- _Task item_
Print every line of the data exactly as shown.

[Dataset entries]

╔══

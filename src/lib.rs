//! landcover: seasonal multi-sensor land-cover classification
//!
//! Builds a per-pixel feature stack from cloud-masked Sentinel-2 seasonal
//! composites, spectral indices, Sentinel-1 backscatter and terrain, trains
//! a one-vs-one support-vector classifier on labelled samples, reports
//! its accuracy on held-out samples and cleans small patches out of the
//! final map.

pub mod types;
pub mod raster;
pub mod io;
pub mod core;
pub mod config;
pub mod pipeline;

// Re-export main types and functions for easier access
pub use types::{
    BoundingBox, ClassCode, CoordinateSystem, DateRange, GeoTransform, LandcoverError, LandcoverResult,
    Polarization, AcquisitionMode, OrbitPass, RadarMetadata, SampleLabel, SceneId, SceneMetadata, Season,
    TargetGrid,
};
pub use raster::{Band, ClassifiedRaster, RasterCollection, RasterTile};
pub use io::{DemReader, ElevationSource, InMemoryArchive, RasterSource, SceneQuery, Sensor};
pub use config::{LegendEntry, PipelineConfig, VisualizationParams};
pub use pipeline::{LandcoverPipeline, PipelineOutput};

╚══

- _Reply to the exercise_
filename src/lib.rs
//! landcover: seasonal multi-sensor land-cover classification
//!
//! Builds a per-pixel feature stack from cloud-masked Sentinel-2 seasonal
//! composites, spectral indices, Sentinel-1 backscatter and terrain, trains
//! a one-vs-one support-vector classifier on labelled samples, reports
//! its accuracy on held-out samples and cleans small patches out of the
//! final map.

pub mod types;
pub mod raster;
pub mod io;
pub mod core;
pub mod config;
pub mod pipeline;

// Re-export main types and functions for easier access
pub use types::{
    BoundingBox, ClassCode, CoordinateSystem, DateRange, GeoTransform, LandcoverError, LandcoverResult,
    Polarization, AcquisitionMode, OrbitPass, RadarMetadata, SampleLabel, SceneId, SceneMetadata, Season,
    TargetGrid,
};
pub use raster::{Band, ClassifiedRaster, RasterCollection, RasterTile};
pub use io::{DemReader, ElevationSource, InMemoryArchive, RasterSource, SceneQuery, Sensor};
pub use config::{LegendEntry, PipelineConfig, VisualizationParams};
pub use pipeline::{LandcoverPipeline, PipelineOutput};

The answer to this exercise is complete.